● EXERCISE INSTRUCTIONS
Filter these entries, keeping only lines that hold the word "generator".

● SUPPLIED DATA
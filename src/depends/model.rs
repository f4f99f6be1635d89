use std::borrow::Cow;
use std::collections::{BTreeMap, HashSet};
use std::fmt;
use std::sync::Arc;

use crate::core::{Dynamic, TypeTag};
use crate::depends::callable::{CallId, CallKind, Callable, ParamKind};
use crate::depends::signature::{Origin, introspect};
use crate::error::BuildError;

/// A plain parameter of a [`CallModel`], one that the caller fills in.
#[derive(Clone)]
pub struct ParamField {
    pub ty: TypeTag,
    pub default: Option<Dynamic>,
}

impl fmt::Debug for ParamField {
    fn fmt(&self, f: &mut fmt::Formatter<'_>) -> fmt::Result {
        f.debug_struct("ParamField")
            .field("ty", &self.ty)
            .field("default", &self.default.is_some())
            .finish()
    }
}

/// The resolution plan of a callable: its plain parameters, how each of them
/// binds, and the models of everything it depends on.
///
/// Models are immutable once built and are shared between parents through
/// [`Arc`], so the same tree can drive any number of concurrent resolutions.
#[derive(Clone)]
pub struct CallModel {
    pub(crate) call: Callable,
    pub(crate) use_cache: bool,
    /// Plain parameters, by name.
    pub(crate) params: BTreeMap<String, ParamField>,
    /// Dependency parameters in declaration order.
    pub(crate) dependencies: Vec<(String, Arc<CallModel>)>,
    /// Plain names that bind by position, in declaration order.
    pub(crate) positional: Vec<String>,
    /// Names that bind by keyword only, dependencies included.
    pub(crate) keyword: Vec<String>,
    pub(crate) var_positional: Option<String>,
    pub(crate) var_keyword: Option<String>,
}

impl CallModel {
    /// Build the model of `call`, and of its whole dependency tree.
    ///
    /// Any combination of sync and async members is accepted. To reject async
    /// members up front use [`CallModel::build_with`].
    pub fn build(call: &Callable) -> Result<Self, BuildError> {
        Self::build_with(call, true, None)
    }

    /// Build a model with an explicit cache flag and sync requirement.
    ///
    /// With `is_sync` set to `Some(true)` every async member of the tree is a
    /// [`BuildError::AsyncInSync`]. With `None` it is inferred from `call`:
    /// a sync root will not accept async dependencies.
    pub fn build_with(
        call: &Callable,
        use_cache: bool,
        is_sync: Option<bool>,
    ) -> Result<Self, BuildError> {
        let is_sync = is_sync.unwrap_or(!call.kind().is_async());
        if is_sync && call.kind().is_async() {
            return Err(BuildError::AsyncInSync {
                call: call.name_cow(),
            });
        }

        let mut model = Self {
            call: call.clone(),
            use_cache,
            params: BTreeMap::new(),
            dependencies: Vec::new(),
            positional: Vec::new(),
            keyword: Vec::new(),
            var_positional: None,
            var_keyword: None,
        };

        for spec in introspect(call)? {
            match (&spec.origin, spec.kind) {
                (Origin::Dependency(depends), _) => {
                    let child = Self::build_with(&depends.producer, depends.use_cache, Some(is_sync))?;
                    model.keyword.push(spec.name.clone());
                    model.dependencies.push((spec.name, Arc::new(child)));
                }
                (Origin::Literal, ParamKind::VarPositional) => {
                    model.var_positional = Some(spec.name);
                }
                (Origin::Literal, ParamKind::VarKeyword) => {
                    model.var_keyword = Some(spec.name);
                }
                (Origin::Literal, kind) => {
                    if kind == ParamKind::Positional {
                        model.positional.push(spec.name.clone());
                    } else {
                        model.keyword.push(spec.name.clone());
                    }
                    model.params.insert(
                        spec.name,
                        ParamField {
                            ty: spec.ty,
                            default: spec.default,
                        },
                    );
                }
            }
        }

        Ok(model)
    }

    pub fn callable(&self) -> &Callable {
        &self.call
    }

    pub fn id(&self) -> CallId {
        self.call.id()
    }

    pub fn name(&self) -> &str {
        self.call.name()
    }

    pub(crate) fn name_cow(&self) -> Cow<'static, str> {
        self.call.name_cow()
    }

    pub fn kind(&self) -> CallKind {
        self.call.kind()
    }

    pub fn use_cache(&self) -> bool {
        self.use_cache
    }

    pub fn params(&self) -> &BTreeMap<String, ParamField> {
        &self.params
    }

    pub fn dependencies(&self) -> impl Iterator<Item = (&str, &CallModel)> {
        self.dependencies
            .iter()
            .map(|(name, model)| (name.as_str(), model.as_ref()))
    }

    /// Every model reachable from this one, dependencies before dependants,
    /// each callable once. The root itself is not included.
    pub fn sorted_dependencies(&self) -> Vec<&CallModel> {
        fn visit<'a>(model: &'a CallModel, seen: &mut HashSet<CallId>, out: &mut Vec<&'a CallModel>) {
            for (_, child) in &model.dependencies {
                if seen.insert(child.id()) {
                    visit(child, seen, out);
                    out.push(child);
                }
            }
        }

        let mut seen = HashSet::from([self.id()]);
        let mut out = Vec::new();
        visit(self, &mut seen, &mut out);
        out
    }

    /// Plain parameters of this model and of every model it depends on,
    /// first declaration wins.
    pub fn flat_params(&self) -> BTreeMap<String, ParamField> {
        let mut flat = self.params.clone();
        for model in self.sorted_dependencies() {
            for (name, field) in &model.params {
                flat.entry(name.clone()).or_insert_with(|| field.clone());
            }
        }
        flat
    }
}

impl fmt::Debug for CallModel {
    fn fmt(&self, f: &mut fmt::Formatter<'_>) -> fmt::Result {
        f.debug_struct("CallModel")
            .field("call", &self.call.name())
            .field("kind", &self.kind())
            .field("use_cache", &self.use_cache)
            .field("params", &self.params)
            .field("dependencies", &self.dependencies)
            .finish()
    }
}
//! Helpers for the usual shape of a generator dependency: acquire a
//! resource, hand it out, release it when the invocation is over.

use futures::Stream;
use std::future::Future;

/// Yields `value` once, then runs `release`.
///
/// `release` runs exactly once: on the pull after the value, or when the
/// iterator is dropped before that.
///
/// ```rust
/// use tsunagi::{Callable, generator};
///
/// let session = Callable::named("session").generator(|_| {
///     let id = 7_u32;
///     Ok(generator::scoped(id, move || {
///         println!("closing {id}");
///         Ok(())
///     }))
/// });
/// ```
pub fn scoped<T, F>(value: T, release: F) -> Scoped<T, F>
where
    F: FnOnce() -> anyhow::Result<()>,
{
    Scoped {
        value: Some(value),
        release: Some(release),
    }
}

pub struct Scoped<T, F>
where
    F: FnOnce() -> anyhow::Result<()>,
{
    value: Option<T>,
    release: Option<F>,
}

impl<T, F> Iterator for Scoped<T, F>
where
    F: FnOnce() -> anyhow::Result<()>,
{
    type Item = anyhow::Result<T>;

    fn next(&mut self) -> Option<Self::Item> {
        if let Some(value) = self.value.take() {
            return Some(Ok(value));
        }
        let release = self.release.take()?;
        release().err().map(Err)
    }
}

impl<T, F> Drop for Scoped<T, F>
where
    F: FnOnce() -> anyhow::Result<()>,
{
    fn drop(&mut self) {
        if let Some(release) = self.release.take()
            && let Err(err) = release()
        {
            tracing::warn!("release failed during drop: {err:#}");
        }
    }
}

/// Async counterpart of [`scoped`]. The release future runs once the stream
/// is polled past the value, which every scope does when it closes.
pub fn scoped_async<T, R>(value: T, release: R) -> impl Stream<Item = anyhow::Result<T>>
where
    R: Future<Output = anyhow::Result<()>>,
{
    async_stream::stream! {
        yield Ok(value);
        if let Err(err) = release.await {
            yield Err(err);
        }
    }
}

● REPLY
//! Helpers for the usual shape of a generator dependency: acquire a
/// use tsunagi::{Callable, generator};
/// let session = Callable::named("session").generator(|_| {
///     Ok(generator::scoped(id, move || {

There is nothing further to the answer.